One of the most common forms of adoption in the country, stepparent adoption can provide legal security to new families.
Greenlight Family Services provides stepparent adoption services for individuals who have entered a marriage with a spouse who has children from a previous relationship, adoption can be a way of formalizing their bond with their stepchild(ren). Through adoption, the step-parent accepts full responsibility for the child(ren). Adoption allows the stepparent to make legal decisions in regards to the medical, educational, and physical needs of the child(ren). Adoption establishes inheritance rights, making it possible for the child(ren) to inherit from their step-parent.
There are factors that each family must consider before deciding to move forward with an adoption through Greenlight legal services:
- The stepparent must have a legal bond with the custodial parent (the parent who has full custody of the child).

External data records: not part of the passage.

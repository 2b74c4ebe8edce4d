//! The call-frame recorder: builds the call tree in lock-step with the
//! engine's hook surface and attaches call-scoped state diffs.

use alloy_primitives::{keccak256, map::AddressHashSet, Address, B256, U256};
use tracing::warn;

use crate::{
    reconcile_frame, AccountFields, BranchRecord, CallFrame, CallKind, CallLog, ChainState,
    EvmError, HookKind, OpContext, ReplayError, StateSnapshot, TouchedState, TraceHooks,
};

/// A snapshot waiting for its call to finish.
#[derive(Debug)]
struct PendingCall {
    snapshot: StateSnapshot,
    kind: CallKind,
    from: Address,
    to: Address,
}

/// The per-opcode recording action, resolved once per instruction and then
/// applied to every open watched frame.
enum StepAction {
    Storage { slot: B256 },
    AccountRef { address: Address },
    SelfDestruct { beneficiary: Address },
    CallTarget { address: Address },
    Created { address: Address },
    Branch { record: BranchRecord },
}

/// Records one transaction's call tree, driving the lazy loader and the
/// snapshot manager from the hook surface.
///
/// A tracer borrows the session's touch cache for the duration of one
/// transaction; frames touching a watched address additionally get
/// pre/post-state capture. The engine must fire `capture_tx_start` before
/// `capture_start`, and must pair `capture_enter`/`capture_exit` for every
/// nested call attempt, even those that fail before executing code.
#[derive(Debug)]
pub struct TxTracer<'a> {
    touched: &'a mut TouchedState,
    watched: &'a AddressHashSet,
    record_state: bool,
    block_number: u64,
    gas_limit: u64,
    callstack: Vec<CallFrame>,
    /// Indices into `callstack` of the open frames with state recording.
    stated: Vec<usize>,
    /// Snapshot stack, one entry per open state-mutating call.
    pending: Vec<PendingCall>,
    /// Program counter of the most recent call site.
    call_location: u64,
    fatal: Option<ReplayError>,
}

impl<'a> TxTracer<'a> {
    /// Creates a tracer for one transaction of `block_number`.
    pub fn new(
        touched: &'a mut TouchedState,
        watched: &'a AddressHashSet,
        record_state: bool,
        block_number: u64,
    ) -> Self {
        Self {
            touched,
            watched,
            record_state,
            block_number,
            gas_limit: 0,
            callstack: Vec::new(),
            stated: Vec::new(),
            pending: Vec::new(),
            call_location: 0,
            fatal: None,
        }
    }

    /// Consumes the tracer and returns the finished root frame.
    ///
    /// Fails with the first fatal error noted during tracing (strict-mode
    /// provider failures); panics on an unbalanced call stack, which means
    /// the engine violated the hook pairing contract.
    pub fn into_root(mut self) -> Result<CallFrame, ReplayError> {
        if let Some(err) = self.fatal.take() {
            return Err(err);
        }
        assert_eq!(self.callstack.len(), 1, "unbalanced call stack at end of replay");
        Ok(self.callstack.pop().expect("checked length"))
    }

    fn note(&mut self, result: Result<(), ReplayError>) {
        note_fatal(&mut self.fatal, result);
    }

    /// Seeds `address` into the frame's pre-state, materializing all of its
    /// fields through the lazy loader first.
    fn lookup_account(
        touched: &mut TouchedState,
        frame: &mut CallFrame,
        chain: &mut dyn ChainState,
        address: Address,
        block: u64,
    ) -> Result<(), ReplayError> {
        if frame.pre_state.contains_key(&address) {
            return Ok(());
        }
        touched.ensure_account_loaded(chain, address, AccountFields::all(), block)?;
        frame.pre_state.insert(
            address,
            crate::Account {
                balance: Some(chain.balance(address)),
                nonce: chain.nonce(address),
                code: chain.code(address),
                storage: Default::default(),
            },
        );
        Ok(())
    }

    /// Seeds a storage slot into the frame's pre-state.
    fn lookup_storage(
        frame: &mut CallFrame,
        chain: &mut dyn ChainState,
        address: Address,
        slot: B256,
    ) {
        let account = frame.pre_state.entry(address).or_default();
        if !account.storage.contains_key(&slot) {
            account.storage.insert(slot, chain.storage(address, slot));
        }
    }

    /// Undoes the effects the engine already applied for an incoming call,
    /// so the pre-state reads as *before the call*: the recipient balance
    /// already includes the transferred value and the sender balance (and,
    /// at the transaction level, nonce) already reflect the debit.
    fn rewind_transfer(
        frame: &mut CallFrame,
        from: Address,
        to: Address,
        value: U256,
        rewind_nonce: bool,
    ) {
        if let Some(account) = frame.pre_state.get_mut(&to) {
            if let Some(balance) = account.balance {
                account.balance = Some(balance.saturating_sub(value));
            }
        }
        if let Some(account) = frame.pre_state.get_mut(&from) {
            if let Some(balance) = account.balance {
                account.balance = Some(balance.saturating_add(value));
            }
            if rewind_nonce {
                account.nonce = account.nonce.saturating_sub(1);
            }
        }
    }

    fn record_log(&mut self, ctx: &OpContext<'_>, topic_count: u8) {
        let (Some(m_start), Some(m_size)) = (ctx.stack_back(0), ctx.stack_back(1)) else {
            return;
        };
        let mut topics = Vec::with_capacity(topic_count as usize);
        for i in 0..topic_count as usize {
            let Some(topic) = ctx.stack_back(2 + i) else { return };
            topics.push(B256::from(topic));
        }
        let Some(data) = ctx.memory_copy_padded(m_start, m_size) else {
            warn!(pc = ctx.pc, "failed to copy log data, skipping event");
            return;
        };
        let frame = self.callstack.last_mut().expect("log emitted outside any frame");
        frame.logs.push(CallLog {
            address: ctx.address,
            topics,
            data: data.into(),
            position: frame.calls.len() as u64,
        });
    }

    /// Lazily materializes whatever the instruction is about to touch.
    fn materialize(&mut self, chain: &mut dyn ChainState, kind: HookKind, ctx: &OpContext<'_>) {
        let block = self.block_number;
        match kind {
            HookKind::StorageLoad => {
                if let Some(slot) = ctx.stack_back(0) {
                    let result = self.touched.ensure_storage_loaded(
                        chain,
                        ctx.address,
                        B256::from(slot),
                        block,
                    );
                    self.note(result);
                }
            }
            HookKind::StorageStore => {
                if let (Some(slot), Some(value)) = (ctx.stack_back(0), ctx.stack_back(1)) {
                    let slot = B256::from(slot);
                    let result = self.touched.prepare_storage_store(chain, ctx.address, slot, block);
                    self.note(result);
                    self.touched.record_storage_write(ctx.address, slot, B256::from(value));
                }
            }
            HookKind::BalanceRef => {
                if let Some(word) = ctx.stack_back(0) {
                    let address = Address::from_word(B256::from(word));
                    let result = self.touched.ensure_balance_loaded(chain, address, block);
                    self.note(result);
                }
            }
            HookKind::CodeRef => {
                if let Some(word) = ctx.stack_back(0) {
                    let address = Address::from_word(B256::from(word));
                    let result = self.touched.ensure_code_loaded(chain, address, block);
                    self.note(result);
                }
            }
            HookKind::Call(_) => {
                if let Some(word) = ctx.stack_back(1) {
                    let address = Address::from_word(B256::from(word));
                    let result = self.touched.ensure_account_loaded(
                        chain,
                        address,
                        AccountFields::all(),
                        block,
                    );
                    self.note(result);
                }
            }
            _ => {}
        }
    }

    /// Resolves what the open watched frames must record for this
    /// instruction. Returns `None` when the instruction records nothing.
    fn resolve_action(
        &self,
        chain: &mut dyn ChainState,
        kind: HookKind,
        ctx: &OpContext<'_>,
    ) -> Option<StepAction> {
        match kind {
            HookKind::StorageLoad | HookKind::StorageStore => {
                ctx.stack_back(0).map(|slot| StepAction::Storage { slot: B256::from(slot) })
            }
            HookKind::BalanceRef | HookKind::CodeRef => ctx.stack_back(0).map(|word| {
                StepAction::AccountRef { address: Address::from_word(B256::from(word)) }
            }),
            HookKind::SelfDestruct => ctx.stack_back(0).map(|word| StepAction::SelfDestruct {
                beneficiary: Address::from_word(B256::from(word)),
            }),
            HookKind::Call(_) => ctx.stack_back(1).map(|word| {
                StepAction::CallTarget { address: Address::from_word(B256::from(word)) }
            }),
            HookKind::Create => {
                let nonce = chain.nonce(ctx.address);
                Some(StepAction::Created { address: ctx.address.create(nonce) })
            }
            HookKind::Create2 => {
                let offset = ctx.stack_back(1)?;
                let size = ctx.stack_back(2)?;
                let salt = ctx.stack_back(3)?;
                let Some(init_code) = ctx.memory_copy_padded(offset, size) else {
                    warn!(pc = ctx.pc, "failed to copy create2 init code, skipping prediction");
                    return None;
                };
                let address = ctx.address.create2(B256::from(salt), keccak256(&init_code));
                Some(StepAction::Created { address })
            }
            HookKind::Branch => {
                // branch tracing is expensive, so it is scoped to watched
                // contracts only
                if !self.watched.contains(&ctx.address) {
                    return None;
                }
                let pos = ctx.stack_back(0)?;
                let cond = ctx.stack_back(1)?;
                let taken = !cond.is_zero();
                let destination = if taken { pos.saturating_to::<u64>() } else { ctx.pc + 1 };
                Some(StepAction::Branch { record: BranchRecord { pc: ctx.pc, destination, taken } })
            }
            HookKind::Log(_) => None,
        }
    }
}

This legal connection is most often established through marriage. Unmarried couples who have not established a legal bond in some other way (through a civil union, for example), will not be able to complete the step-parent adoption.
- The noncustodial parent (the parent who does not have legal custody and usually does not live with the child) will no longer have any rights or responsibilities to the child. This means that if the noncustodial parent provided assistance through child support or gifts, they will no longer be required to continue providing assistance once the step-parent adoption has been completed. Assistance can continue through a private agreement between the parties, but the noncustodial parent is not legally required to continue supporting the child once their parental rights have been terminated.
- A stepchild who is age 14 or older must consent to the adoption.
- The noncustodial parent must voluntarily consent to the adoption, knowing that once the adoption is complete their parental rights will be terminated. If consent cannot be obtained, such rights may be terminated by a finding of the court.